Nested Query or Subquery
Using a second query to retrieve additional data within the main query. For example, to retrieve all sales where price was greater than the average, the WHERE clause could use a subquery to compute the average price.
UNION
An SQL clause to combine rows from two SELECT statements. Both queries must have the same number of columns with the same domains. Most systems also support INTERSECT and EXCEPT (or SUBTRACT) operators.
IN clauses in SQL
A SQL WHERE clause operator typically used with subqueries. It returns a match if the selected item matches one of the items in the list. For example, WHERE ItemID IN (115, 235, 536) returns a match for any of the items specified. Typically, another SELECT statement is inserted in the parentheses.
NOT IN clauses in SQL
The SQL negation operator. Used in the WHERE clause to reverse the truth value of a statement. Which animals have not been sold? Start with list of all animals.
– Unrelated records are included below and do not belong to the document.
//! Discovery of the statistics a queue manager publishes.
//!
//! The server describes itself through retained metadata publications:
//! the classes topic lists classes, each class points at a topic listing its
//! types, and each type points at a topic listing its elements and the topic
//! its data is published on. Every metadata topic is read through a managed
//! subscription that is closed as soon as the message has been read.

use tracing::{debug, info, warn};

use crate::catalog::{ClassNode, Datatype, ElementNode, MetricCatalog, TypeNode};
use crate::error::{DiscoveryStage, MonitorError, MqReturn, Result};
use crate::pcf::constants::*;
use crate::pcf::{Response, Scalar, parse_response};
use crate::transport::{PcfCodec, Transport};

const DEFAULT_META_ROOT: &str = "$SYS/MQ";

/// Topic listing the classes of a queue manager.
pub fn classes_topic(qmgr: &str, meta_prefix: Option<&str>) -> String {
    let root = meta_prefix.unwrap_or(DEFAULT_META_ROOT);
    format!("{}/INFO/QMGR/{}/Monitor/METADATA/CLASSES", root, qmgr)
}

/// Builds the full catalog: classes, their types and their elements.
///
/// Returns an empty catalog when the platform does not publish statistics
/// and no metadata prefix points elsewhere.
pub fn discover_catalog<T: Transport, C: PcfCodec>(
    transport: &mut T,
    codec: &C,
    meta_prefix: Option<&str>,
    locale: Option<&str>,
) -> Result<MetricCatalog> {
    let mut catalog = MetricCatalog::new();

    if meta_prefix.is_none() && !transport.supports_publications() {
        info!("Resource publications not supported, skipping metadata discovery");
        return Ok(catalog);
    }

    let topic = classes_topic(transport.resolved_qmgr_name(), meta_prefix);
    let response = fetch_metadata(transport, codec, &topic)?;
    parse_classes(&mut catalog, &response)?;

    for class in catalog.classes.values_mut() {
        let response = fetch_metadata(transport, codec, &class.types_topic)?;
        parse_types(class, &response)?;

        for type_node in class.types.values_mut() {
            let response = fetch_metadata(transport, codec, &type_node.element_topic)?;
            parse_elements(type_node, &response)?;

            if let Some(locale) = locale {
                discover_translations(transport, codec, type_node, locale)?;
            }
        }
    }

    catalog.check_unique_names()?;

    info!(
        classes = catalog.classes.len(),
        elements = catalog.elements().count(),
        "Discovered resource statistics"
    );
    Ok(catalog)
}

/// Reads the retained message of a metadata topic, waiting for it.
fn fetch_metadata<T: Transport, C: PcfCodec>(
    transport: &mut T,
    codec: &C,
    topic: &str,
) -> Result<Response> {
    debug!(topic = %topic, "Reading metadata");
    read_once(transport, codec, topic, true)?
        .ok_or(MonitorError::Transport(MqReturn::no_message()))
}

/// Subscribes, reads at most one message and closes the subscription.
///
/// Without `wait`, an empty topic yields `Ok(None)`.
fn read_once<T: Transport, C: PcfCodec>(
    transport: &mut T,
    codec: &C,
    topic: &str,
    wait: bool,
) -> Result<Option<Response>> {
    let sub = transport
        .subscribe(topic, true)
        .map_err(|source| MonitorError::Subscribe {
            topic: topic.to_string(),
            source,
        })?;

    let result = match transport.receive(sub.source, wait) {
        Ok(data) => parse_response(codec, &data).map(Some).map_err(MonitorError::from),
        Err(e) if e.is_no_message() && !wait => Ok(None),
        Err(e) => Err(e.into()),
    };

    if let Err(e) = transport.close_subscription(sub.handle) {
        warn!(topic = %topic, error = %e, "Failed to close metadata subscription");
    }

    result
}

fn int_value(stage: DiscoveryStage, scalar: &Scalar) -> Result<i64> {
    scalar.int().ok_or(MonitorError::MissingValue {
        stage,
        parameter: scalar.parameter,
    })
}

fn string_value(stage: DiscoveryStage, scalar: &Scalar) -> Result<String> {
    scalar
        .string()
        .map(str::to_string)
        .ok_or(MonitorError::MissingValue {
            stage,
            parameter: scalar.parameter,
        })
}

pub(crate) fn parse_classes(catalog: &mut MetricCatalog, response: &Response) -> Result<()> {
    let stage = DiscoveryStage::Classes;
    for group in response.groups() {
        let mut index = 0;
        let mut class = ClassNode::new("", "");
        for scalar in group {
            match scalar.parameter {
                MQIAMO_MONITOR_CLASS => index = int_value(stage, scalar)? as i32,
                MQIAMO_MONITOR_FLAGS => class.flags = int_value(stage, scalar)?,
                MQCAMO_MONITOR_CLASS => class.name = string_value(stage, scalar)?,
                MQCAMO_MONITOR_DESC => class.description = string_value(stage, scalar)?,
                MQCA_TOPIC_STRING => class.types_topic = string_value(stage, scalar)?,
                parameter => return Err(MonitorError::UnknownParameter { stage, parameter }),
            }
        }
        debug!(index, class = %class.name, "Discovered class");
        catalog.classes.insert(index, class);
    }
    Ok(())
}

pub(crate) fn parse_types(class: &mut ClassNode, response: &Response) -> Result<()> {
    let stage = DiscoveryStage::Types;
    for group in response.groups() {
        let mut index = 0;
        let mut type_node = TypeNode::new("", "", "");
        for scalar in group {
            match scalar.parameter {
                MQIAMO_MONITOR_TYPE => index = int_value(stage, scalar)? as i32,
                MQCAMO_MONITOR_TYPE => type_node.name = string_value(stage, scalar)?,
                MQCAMO_MONITOR_DESC => type_node.description = string_value(stage, scalar)?,
                MQCA_TOPIC_STRING => type_node.element_topic = string_value(stage, scalar)?,
                parameter => return Err(MonitorError::UnknownParameter { stage, parameter }),
            }
        }
        class.types.insert(index, type_node);
    }
    Ok(())
}

pub(crate) fn parse_elements(type_node: &mut TypeNode, response: &Response) -> Result<()> {
    let stage = DiscoveryStage::Elements;

    if let Some(topic) = response
        .scalars()
        .find(|s| s.kind == MQCFT_STRING && s.parameter == MQCA_TOPIC_STRING)
    {
        type_node.object_topic = string_value(stage, topic)?;
    }

    for group in response.groups() {
        let mut index = 0;
        let mut datatype = Datatype::Unit;
        let mut description = String::new();
        for scalar in group {
            match scalar.parameter {
                MQIAMO_MONITOR_ELEMENT => index = int_value(stage, scalar)? as i32,
                MQIAMO_MONITOR_DATATYPE => {
                    datatype = Datatype::from_raw(int_value(stage, scalar)? as i32)
                }
                MQCAMO_MONITOR_DESC => description = string_value(stage, scalar)?,
                parameter => return Err(MonitorError::UnknownParameter { stage, parameter }),
            }
        }
        type_node
            .elements
            .insert(index, ElementNode::new(description, datatype));
    }
    Ok(())
}

/// Reads translated element descriptions for one type, if the server has any.
fn discover_translations<T: Transport, C: PcfCodec>(
    transport: &mut T,
    codec: &C,
    type_node: &mut TypeNode,
    locale: &str,
) -> Result<()> {
    let topic = format!("{}/{}", type_node.element_topic, locale);
    let Some(response) = read_once(transport, codec, &topic, false)? else {
        debug!(topic = %topic, "No translated descriptions");
        return Ok(());
    };
    apply_translations(type_node, &response);
    Ok(())
}

pub(crate) fn apply_translations(type_node: &mut TypeNode, response: &Response) {
    for group in response.groups() {
        let mut index = None;
        let mut description = None;
        for scalar in group {
            match scalar.parameter {
                MQIAMO_MONITOR_ELEMENT => index = scalar.int().map(|i| i as i32),
                MQCAMO_MONITOR_DESC => description = scalar.string().filter(|d| !d.is_empty()),
                _ => {}
            }
        }
        if let (Some(index), Some(description)) = (index, description) {
            if let Some(element) = type_node.elements.get_mut(&index) {
                element.description_nls = Some(description.to_string());
            }
        }
    }
}

#[cfg(test)]
mod tests {
    use super::*;
    use crate::pcf::{PcfHeader, RawParameter};
    use crate::transport::mock::{ClassSpec, ElementSpec, MockCodec, MockQueueManager, TypeSpec};

    fn response(count: u32, params: &[RawParameter]) -> Response {
        let buf = MockCodec.encode_message(&PcfHeader::response(0, count), params);
        parse_response(&MockCodec, &buf).unwrap()
    }

    #[test]
    fn builds_full_tree_and_closes_subscriptions() {
        let mut qm = MockQueueManager::typical_queue_manager();
        let catalog = discover_catalog(&mut qm, &MockCodec, None, None).unwrap();

        assert_eq!(catalog.classes.len(), 4);
        let statq = &catalog.classes[&3];
        assert_eq!(statq.name, "STATQ");
        let general = &statq.types[&0];
        assert_eq!(
            general.object_topic,
            "$SYS/MQ/INFO/QMGR/QM1/Monitor/STATQ/%s/GENERAL"
        );
        assert!(general.is_per_object());
        assert!(!catalog.classes[&0].types[&0].is_per_object());

        let depth = catalog.element(3, 0, 0).unwrap();
        assert_eq!(depth.metric_name, "queue_depth");
        assert_eq!(depth.datatype, Datatype::Unit);
        assert!(depth.description_nls.is_none());
        assert_eq!(catalog.element(2, 0, 0).unwrap().datatype, Datatype::Delta);

        // classes, 4 types topics, 5 element topics
        assert_eq!(qm.closed_subscription_count(), 10);
        assert_eq!(qm.open_subscription_count(), 0);
    }

    #[test]
    fn locale_adds_translations_only_where_available() {
        let mut qm = MockQueueManager::typical_queue_manager();
        let catalog = discover_catalog(&mut qm, &MockCodec, None, Some("fr_FR")).unwrap();

        let depth = catalog.element(3, 0, 0).unwrap();
        assert_eq!(depth.description, "Queue depth");
        assert_eq!(depth.description_nls.as_deref(), Some("Profondeur de la file"));
        assert!(catalog.element(3, 0, 1).unwrap().description_nls.is_none());
        assert_eq!(qm.open_subscription_count(), 0);
    }

    #[test]
    fn unknown_locale_is_not_an_error() {
        let mut qm = MockQueueManager::typical_queue_manager();
        let catalog = discover_catalog(&mut qm, &MockCodec, None, Some("xx_XX")).unwrap();
        assert!(catalog.elements().all(|e| e.element.description_nls.is_none()));
    }

    #[test]
    fn no_publications_without_prefix_yields_empty_catalog() {
        let mut qm = MockQueueManager::without_publications();
        let catalog = discover_catalog(&mut qm, &MockCodec, None, None).unwrap();
        assert!(catalog.is_empty());
        assert_eq!(qm.closed_subscription_count(), 0);

        let catalog = discover_catalog(&mut qm, &MockCodec, Some("MYPREFIX"), None).unwrap();
        assert_eq!(catalog.classes.len(), 4);
        assert!(
            catalog.classes[&0]
                .types_topic
                .starts_with("MYPREFIX/INFO/QMGR/QM1/")
        );
    }

    #[test]
    fn unknown_class_parameter_aborts() {
        let mut catalog = MetricCatalog::new();
        let response = response(
            1,
            &[
                RawParameter::group(MQGACF_MONITOR_CLASS, 2),
                RawParameter::integer(MQIAMO_MONITOR_CLASS, 0),
                RawParameter::integer(9999, 1),
            ],
        );

        let err = parse_classes(&mut catalog, &response).unwrap_err();
        assert!(matches!(
            err,
            MonitorError::UnknownParameter {
                stage: DiscoveryStage::Classes,
                parameter: 9999
            }
        ));
    }

    #[test]
    fn element_member_without_value_aborts() {
        let mut type_node = TypeNode::new("GENERAL", "", "t");
        let response = response(
            1,
            &[
                RawParameter::group(MQGACF_MONITOR_ELEMENT, 1),
                RawParameter::integer_list(MQIAMO_MONITOR_ELEMENT, Vec::new()),
            ],
        );

        let err = parse_elements(&mut type_node, &response).unwrap_err();
        assert!(matches!(
            err,
            MonitorError::MissingValue {
                stage: DiscoveryStage::Elements,
                ..
            }
        ));
    }

    #[test]
    fn translations_for_unknown_elements_are_ignored() {
        let mut type_node = TypeNode::new("GENERAL", "", "t");
        type_node
            .elements
            .insert(0, ElementNode::new("Queue depth", Datatype::Unit));
        let response = response(
            2,
            &[
                RawParameter::group(MQGACF_MONITOR_ELEMENT, 2),
                RawParameter::integer(MQIAMO_MONITOR_ELEMENT, 0),
                RawParameter::string(MQCAMO_MONITOR_DESC, "Profondeur"),
                RawParameter::group(MQGACF_MONITOR_ELEMENT, 2),
                RawParameter::integer(MQIAMO_MONITOR_ELEMENT, 7),
                RawParameter::string(MQCAMO_MONITOR_DESC, "Inconnu"),
            ],
        );

        apply_translations(&mut type_node, &response);
        assert_eq!(
            type_node.elements[&0].description_nls.as_deref(),
            Some("Profondeur")
        );
        assert_eq!(type_node.elements.len(), 1);
    }

    #[test]
    fn duplicate_metric_names_abort() {
        let mut qm = MockQueueManager::new("QM1");
        qm.add_class(ClassSpec {
            index: 0,
            name: "DISK".to_string(),
            description: String::new(),
            flags: 0,
            types: vec![TypeSpec {
                index: 0,
                name: "Log".to_string(),
                description: String::new(),
                per_object: false,
                elements: vec![
                    ElementSpec {
                        index: 0,
                        datatype: MQIAMO_MONITOR_UNIT,
                        description: "Log - bytes in use".to_string(),
                        translations: Default::default(),
                    },
                    ElementSpec {
                        index: 1,
                        datatype: MQIAMO_MONITOR_UNIT,
                        description: "Log bytes in use".to_string(),
                        translations: Default::default(),
                    },
                ],
            }],
        });

        let err = discover_catalog(&mut qm, &MockCodec, None, None).unwrap_err();
        assert!(matches!(err, MonitorError::DuplicateMetricName(name) if name == "log_in_use_bytes"));
    }

    #[test]
    fn subscribe_failure_names_topic() {
        let mut qm = MockQueueManager::typical_queue_manager();
        let topic = "$SYS/MQ/INFO/QMGR/QM1/Monitor/METADATA/STATQ/TYPES";
        qm.fail_subscriptions_to(topic);

        let err = discover_catalog(&mut qm, &MockCodec, None, None).unwrap_err();
        assert!(matches!(err, MonitorError::Subscribe { topic: ref t, .. } if t == topic));
        assert_eq!(qm.open_subscription_count(), 0);
    }
}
Subtract out list of those that were sold.
SELECT Merchandise.ItemID, Merchandise.Description, Merchandise.ListPrice
FROM Merchandise
WHERE (((Merchandise.ListPrice)>(Select Avg(ListPrice) FROM Merchandise)))
ORDER BY Merchandise.ListPrice DESC;
The query will output item IDs, decriptions and list price for the merchandise items with a list price greater than the average list price of all merchandise items
SELECT Animal.Gender, Avg([SaleDate]-[OrderDate])
FROM Sale INNER JOIN (AnimalOrder INNER JOIN
((Animal INNER JOIN AnimalOrderItem ON
Animal.AnimalID=AnimalOrderItem.AnimalID) INNER JOIN
SaleAnimal ON Animal.AnimalID = SaleAnimal.AnimalID) ON
AnimalOrder.OrderID = AnimalOrderItem.OrderID) ON
Sale.SaleID = SaleAnimal.SaleID
WHERE Animal.Category=”Cat”
GROUP BY Animal.Gender;
The query will output the gender and the average time between ordering and selling cats.
SELECT Sale.CustomerID, Customer.LastName, Customer.FirstName, Sum([SalePrice][Quantity]) AS [Monthly Total]
FROM (Customer INNER JOIN Sale ON Customer.CustomerID = Sale.CustomerID)
INNER JOIN SaleItem ON Sale.SaleID = SaleItem.SaleID
WHERE Month(Sale.SaleDate)=5
GROUP BY Sale.CustomerID, Customer.LastName, Customer.FirstName
ORDER BY Sum([SalePrice][Quantity]) Desc;
The query will output customers’ IDs, last names, first names, and their total expenditures in May and sort the output by the total expenditure in decreasing order.
SELECT DISTINCT Employee.EmployeeID, Employee.LastName,
Employee.FirstName
FROM Employee INNER JOIN Sale ON Employee.EmployeeID = Sale.EmployeeID
WHERE (((Sale.SaleDate) Between #6/15/2007# And #6/30/2007#));
The query will output IDs, last names and first names for those employees that sold something between June 15-30, 2007 (or in the last two weeks of June 2007).
SELECT Animal.AnimalID, Animal.Name, Animal.Category, [DateOrder]-[OrderBorn]
AS Days, AnimalOrder.OrderDate
FROM AnimalOrder INNER JOIN (Animal INNER JOIN AnimalOrderItem
ON Animal.AnimalID = AnimalOrderItem.AnimalID)
ON AnimalOrder.OrderID = AnimalOrderItem.OrderID
WHERE ( ( ([OrderDate]-[DateBorn]) Between 0 And 30) );
The query will output IDs, names, category and the period between the birth and order date for those animals that were orderd up to 30 days after thier birth (or that were less than a month 30 old when ordered).
SELECT DISTINCT Employee.LastName
FROM Employee INNER JOIN (Sale INNER JOIN SaleAnimal
ON Sale.SaleID = SaleAnimal.SaleID) ON Employee.EmployeeID = Sale.EmployeeID
WHERE (((Sale.SaleDate) Between #2/1/2007# And #2/28/2007#))
AND Employee.EmployeeID NOT IN
(SELECT Sale.EmployeeID
FROM Sale INNER JOIN SaleItem ON Sale.SaleID = SaleItem.SaleID
WHERE (((Sale.SaleDate) Between #2/1/2007# And #2/28/2007#)));
The query will output last names of the employees that sold animals but no merchandise in February 2007?